Next, FIG. 4 illustrates one example of content statistics information. The content statistics information is statistics information calculated from stream data that is being currently input before division and includes a stream ID, an average number of subjects, a CV % number of subject, a 90%-tile number of subject, an average retention period, a CV % retention period, or a 90%-tile retention period. The stream ID is a symbol used for identifying stream data and is the same as the stream ID of content history information. The average number of subjects is the average value of the number of subjects per unit time included in a predetermined period. The CV % number of subject represents a coefficient of variation of the number of subjects. The coefficient of variation is a value obtained by dividing a standard deviation by an average value and is used for evaluating variation of data. The 90%-tile number of subject represents the number of subjects located at 90% point (10% point from the top) when the overall distribution of the number of subjects is defined as 100%. The average retention period is the average value of retention periods of respective subjects included within a predetermined period. The CV % retention period represents a coefficient of variation of retention periods. The 90%-tile retention period represents the retention period located at 90% point (10% point from the top) when the overall distribution of retention periods is defined as 100%.

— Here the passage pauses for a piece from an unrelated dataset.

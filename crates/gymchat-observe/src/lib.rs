//! Observability setup for GymChat: structured logging with optional
//! OpenTelemetry span export.

pub mod tracing_setup;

The determination unit 204 determines an increase rate a of a divided width of each stream data based on statistics information calculated by the statistics unit 202. The determination unit 204 determines a larger increase rate a for stream data having a relatively larger number of subjects out of all the stream data that have been input to the input unit 201. Furthermore, the determination unit 204 determines a divided width of each stream data. The divided width is a divided duration defined by time. The determination unit 204 calculates the number of times of transfer between the plurality of nodes 110 required when divided stream data (divided data) is processed at the plurality of nodes 110 in a distributed manner and determines a divided width based on statistics information (for example, the number of subjects) so that the number of times of transfer satisfies a predetermined condition. The divided width of the current divided data (second data) is calculated based on the divided width of the past divided data (first data). For example, for each stream data, the initial divided width is first determined, and the second and subsequent divided widths are calculated by multiplying the previous divided widths by the increase rate a.

The determination unit 204 gradually increases the divided width in accordance with the increase rate a when the number of subjects is stable (that is, a sharp increase or decrease of the number of subjects is not predicted). Thereby, it is possible to reduce the number of times of transfer that may occur between the plurality of nodes 110 and reduce a delay due to transfer (transfer delay) of distributed processing. On the other hand, the determination unit 204 reduces the divided width to the minimum value when a sharp increase of the number of subjects, that is, a sharp increase of the data amount is predicted. Thereby, it is possible to suppress a load overflow, which means that processing of divided data is not completed within a predetermined processing period in distributed processing, and prevent a delay due to a load overflow.

The division unit 205 generates divided data by dividing each stream data input to the input unit 201 in accordance with the divided width of each stream determined by the determination unit 204. The division unit 205 determines the node 110 to which divided data is allocated and transmits the divided data to the analysis unit 207 together with information on the allocating node. The division unit 205 can always output, to the analysis unit 207, stream data that have been input to the input unit 201 and switch where to output the stream data in the analysis unit 207 out of the plurality of nodes 110 at a timing in accordance with the divided width.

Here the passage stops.